Cornelius, toutefois, était le premier travail pour lequel j'ai ressenti que j'avais trouvé ma vraie voix littéraire. C'est un personnage. Je pense à lui comme un personnage à part entière qui joue une infinité de rôles. Mais il est également un appareil, une technique – un moyen d'examiner le monde.
Birds of the Moon apparaît pour la première fois en imprimé dans cette anthologie – que raconte cette histoire et que lui est-il arrivé, pourquoi n'a-t-elle pas vu plus tôt la lumière de l'imprimerie ?
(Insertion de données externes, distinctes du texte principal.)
//! Simulated runtime backing the engine integration tests.
//!
//! Assemblies are token maps with an explicit valid token range, and method
//! bodies are real function pointers behind entry slots, so redirections can
//! be verified by actually invoking the methods.

use std::collections::{BTreeMap, HashMap, HashSet};
use std::mem;
use std::ops::RangeInclusive;
use std::sync::atomic::AtomicPtr;
use std::sync::{Arc, Mutex};

use libpatch::descriptor::{MethodDescriptor, MethodToken};
use libpatch::runtime::{
    AssemblyImage, AssemblyLoader, EntryPoint, LoadError, MethodAttrs, MethodHandle, MethodImage,
    MethodSig, ModuleImage, ParamType, TokenError,
};
use libpatch::{PatchBatch, PatchUnit};

/// Module whose methods live in a token map, recording every probe.
pub struct FakeModule {
    /// Tokens considered in range for this module.
    range: RangeInclusive<i32>,
    /// Methods by token value.
    methods: Mutex<BTreeMap<i32, MethodHandle>>,
    /// Every token passed to `resolve_method`, in call order.
    probes: Mutex<Vec<i32>>,
}

impl FakeModule {
    pub fn new(range: RangeInclusive<i32>) -> Arc<Self> {
        Arc::new(Self {
            range,
            methods: Mutex::new(BTreeMap::new()),
            probes: Mutex::new(Vec::new()),
        })
    }

    pub fn add(&self, handle: MethodHandle) {
        self.methods
            .lock()
            .unwrap()
            .insert(handle.token().value(), handle);
    }

    /// Drops the method at `token`, simulating an unload or a recompile that
    /// moved it.
    pub fn remove(&self, token: i32) {
        self.methods.lock().unwrap().remove(&token);
    }

    /// Tokens probed so far, in order.
    pub fn probes(&self) -> Vec<i32> {
        self.probes.lock().unwrap().clone()
    }
}

impl ModuleImage for FakeModule {
    fn resolve_method(&self, token: MethodToken) -> Result<MethodHandle, TokenError> {
        self.probes.lock().unwrap().push(token.value());
        if !self.range.contains(&token.value()) {
            return Err(TokenError::OutOfRange);
        }
        self.methods
            .lock()
            .unwrap()
            .get(&token.value())
            .cloned()
            .ok_or(TokenError::NotFound)
    }
}

/// Loader serving pre-registered assembly images, with injectable failures.
#[derive(Clone, Default)]
pub struct FakeLoader {
    /// Registered images by name.
    inner: Arc<Mutex<HashMap<String, Arc<AssemblyImage>>>>,
    /// Names that fail to load.
    failing: Arc<Mutex<HashSet<String>>>,
}

impl FakeLoader {
    pub fn new() -> Self {
        Self::default()
    }

    pub fn register(&self, assembly: Arc<AssemblyImage>) {
        self.inner
            .lock()
            .unwrap()
            .insert(assembly.name().to_string(), assembly);
    }

    pub fn fail_on(&self, name: &str) {
        self.failing.lock().unwrap().insert(name.to_string());
    }
}

impl AssemblyLoader for FakeLoader {
    fn load(&self, name: &str) -> Result<Arc<AssemblyImage>, LoadError> {
        if self.failing.lock().unwrap().contains(name) {
            return Err(LoadError::Rejected(name.to_string()));
        }
        self.inner
            .lock()
            .unwrap()
            .get(name)
            .cloned()
            .ok_or_else(|| LoadError::NotFound(name.to_string()))
    }
}

pub extern "C" fn ret_11() -> i32 {
    11
}
pub extern "C" fn ret_22() -> i32 {
    22
}
pub extern "C" fn ret_33() -> i32 {
    33
}
pub extern "C" fn ret_44() -> i32 {
    44
}
pub extern "C" fn ret_55() -> i32 {
    55
}
pub extern "C" fn ret_66() -> i32 {
    66
}

/// Builds a slot-dispatched method with `param_count` int parameters.
pub fn method(
    token: i32,
    name: &str,
    param_count: usize,
    body: extern "C" fn() -> i32,
) -> MethodHandle {
    method_with_attrs(token, name, param_count, MethodAttrs::empty(), body)
}

pub fn method_with_attrs(
    token: i32,
    name: &str,
    param_count: usize,
    attrs: MethodAttrs,
    body: extern "C" fn() -> i32,
) -> MethodHandle {
    let params = (0..param_count)
        .map(|_| ParamType::by_value("System.Int32"))
        .collect();
    MethodHandle::new(MethodImage::new(
        MethodToken(token),
        name,
        MethodSig {
            params,
            is_static: true,
        },
        attrs,
        EntryPoint::Slot(Arc::new(AtomicPtr::new(body as *mut u8))),
    ))
}

/// Calls through the method's current entry pointer.
pub fn invoke(handle: &MethodHandle) -> i32 {
    // Safety: every test body is an extern "C" fn() -> i32 and slots only
    // ever hold such bodies.
    unsafe {
        let f: extern "C" fn() -> i32 = mem::transmute(handle.entry_ptr());
        f()
    }
}

pub fn descriptor(assembly: &str, simple_name: &str, token: i32) -> MethodDescriptor {
    MethodDescriptor {
        assembly_name: assembly.to_string(),
        display_name: format!("Game.Player.{simple_name}()"),
        simple_name: simple_name.to_string(),
        metadata_token: MethodToken(token),
        generic_type_arguments: Vec::new(),
    }
}

pub fn assembly(name: &str, module: Arc<FakeModule>) -> Arc<AssemblyImage> {
    Arc::new(AssemblyImage::new(
        name,
        None,
        vec![module as Arc<dyn ModuleImage>],
    ))
}

pub fn unit(id: &str, patch_assembly: &str, pairs: Vec<(MethodDescriptor, MethodDescriptor)>) -> PatchUnit {
    let (modified_methods, patch_methods) = pairs.into_iter().unzip();
    PatchUnit {
        id: id.to_string(),
        patch_assembly: patch_assembly.to_string(),
        new_methods: Vec::new(),
        modified_methods,
        patch_methods,
    }
}

pub fn batch(id: &str, units: Vec<PatchUnit>) -> PatchBatch {
    PatchBatch {
        id: id.to_string(),
        units,
        failures: Vec::new(),
    }
}
//! # Descriptors
//!
//! Portable method identities that survive process and compilation boundaries.
//!
//! Descriptors are what the patch producer sends over the wire: enough
//! information to find a method again in a different process, where nothing
//! but the metadata token and the assembly name can be trusted, and the
//! token only approximately, since unrelated edits shift token allocation
//! between recompiles of the same module.

use std::fmt;

use serde::{Deserialize, Serialize};

/// A metadata token locating a method within a compiled module.
///
/// The high byte encodes the metadata table and the low 24 bits the row
/// index. The engine's back-off search treats the token as a plain integer;
/// the table/row split exists for diagnostics only.
#[derive(Clone, Copy, PartialEq, Eq, Hash, PartialOrd, Ord, Serialize, Deserialize)]
#[serde(transparent)]
pub struct MethodToken(pub i32);

impl MethodToken {
    /// Creates a token from its raw value.
    pub fn new(value: i32) -> Self {
        MethodToken(value)
    }

    /// Returns the raw token value.
    pub fn value(&self) -> i32 {
        self.0
    }

    /// Extracts the metadata table from the token (high byte).
    pub fn table(&self) -> u8 {
        (self.0 as u32 >> 24) as u8
    }

    /// Extracts the row index from the token (low 24 bits).
    pub fn row(&self) -> u32 {
        self.0 as u32 & 0x00FF_FFFF
    }

    /// Returns the token shifted by `offset` rows.
    ///
    /// Token drift between recompiles is a small delta, so plain integer
    /// arithmetic is exactly what the back-off search needs.
    pub fn offset_by(&self, offset: i32) -> MethodToken {
        MethodToken(self.0.wrapping_add(offset))
    }
}

impl From<i32> for MethodToken {
    fn from(value: i32) -> Self {
        MethodToken(value)
    }
}

impl fmt::Display for MethodToken {
    fn fmt(&self, f: &mut fmt::Formatter<'_>) -> fmt::Result {
        write!(f, "0x{:08X}", self.0)
    }
}

impl fmt::Debug for MethodToken {
    fn fmt(&self, f: &mut fmt::Formatter<'_>) -> fmt::Result {
        write!(
            f,
            "MethodToken(0x{:08x}, table: 0x{:02x}, row: {})",
            self.0,
            self.table(),
            self.row()
        )
    }
}

/// One generic type argument of a method descriptor.
#[derive(Debug, Clone, PartialEq, Eq, Serialize, Deserialize)]
#[serde(rename_all = "camelCase")]
pub struct TypeDescriptor {
    /// Fully qualified type name.
    pub name: String,
}

/// An immutable value identifying a method across process boundaries.
///
/// Two descriptors with the same [`MethodDescriptor::metadata_token`] are
/// treated as the same method for deduplication purposes, even if their names
/// differ. This coarse identity is intentional; see the engine's
/// duplicate-elimination pass.
#[derive(Debug, Clone, PartialEq, Serialize, Deserialize)]
#[serde(rename_all = "camelCase")]
pub struct MethodDescriptor {
    /// Simple name of the assembly containing the method.
    pub assembly_name: String,
    /// Human-readable name used in logs and UI.
    pub display_name: String,
    /// Bare method name without declaring type or signature.
    pub simple_name: String,
    /// Token of the method at the time the descriptor was produced. Unstable
    /// across recompiles when unrelated code shifts token allocation.
    pub metadata_token: MethodToken,
    /// Ordered generic type arguments, empty for non-generic methods.
    #[serde(default)]
    pub generic_type_arguments: Vec<TypeDescriptor>,
}

impl MethodDescriptor {
    /// Copy of this descriptor pointing at a different token.
    ///
    /// Used by the back-off search to probe neighbouring tokens without
    /// losing the rest of the identity.
    pub fn with_token(&self, token: MethodToken) -> Self {
        Self {
            metadata_token: token,
            ..self.clone()
        }
    }
}

impl fmt::Display for MethodDescriptor {
    fn fmt(&self, f: &mut fmt::Formatter<'_>) -> fmt::Result {
        write!(f, "{} [{}]", self.display_name, self.metadata_token)
    }
}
Elle est parue sous la forme d'une brochure, publiée aux frais de John Davey, après qu'elle n'ait pas pu paraître dans The New Statesman. NS (l'équivalent britannique de The Nation (NdT : un journal de gauche aux Etats-Unis)) m'avait demandé de l'écrire pour faire partie d'une publication qu'ils prévoyaient de vendre à Glastonbury. J'ai écrit régulièrement pour NS pendant cette période. Il y a ensuite eu un changement dans l'équipe d'édition, et je suppose qu'un groupe de néo-Marxistes l'a remplacée et pensait que la publication pour Glastonbury était frivole. Donc ils ont laissé tombé cette publication (ou la plus grosse partie), et ça a été la fin de cette histoire.
L'épitaphe de Crossing into Cambodia dit que l'histoire est un hommage à Isaac Babel, et ça devient vite apparent quand vous lisez des passages comme : Les Cosaques ne se réjouissaient pas de ce genre de guerre et dès qu'il y avait une accalmie nous montions à cheval, mettions le matériel dans les charrettes et, avec les sabres au clair, chargions en hurlant les Khmer stalinistes…
C'est comme si l'Armée Rouge de Babel avait été déplacée de la Pologne des années 1920 au Vietnam contemporain. Est-ce que Babel est quelqu'un que vous admirez ? Quels autres auteurs considérez-vous comme ayant une influence sur vous ?
Babel est un excellent nouvelliste. C'est son économie que j'admire. Une liste d'autres auteurs qui ont pu m'influencer inclut un groupe d'auteurs américains et britanniques populaires et des écrivains pour enfants comme E. Nesbit et Richmal Crompton. P.G. Wodehouse a eu une énorme influence sur moi quand j'étais plus jeune, tout comme Edgar Rice Burroughs et George Bernard Shaw. Dickens. Stevenson. Camus, Sartre, Cendrars. George Meredith. Balzac. Aldous Huxley. Mervyn Peake. Elizabeth Bowen. Angus Wilson. Elizabeth Taylor. La liste est bien sûr sans fin. Je lis très peu de Fantasy ou de Science-fiction ces jours-ci, sauf quand les gens me demandent d'en lire en particulier. Ainsi, je n'ai jamais lu les histoires de fantômes de Bowen ou le Le meilleur des mondes d'Huxley.
Ok, en gardant en tête votre réponse à la dernière question, quel est le livre que vous n'avez JAMAIS lu – pourquoi ?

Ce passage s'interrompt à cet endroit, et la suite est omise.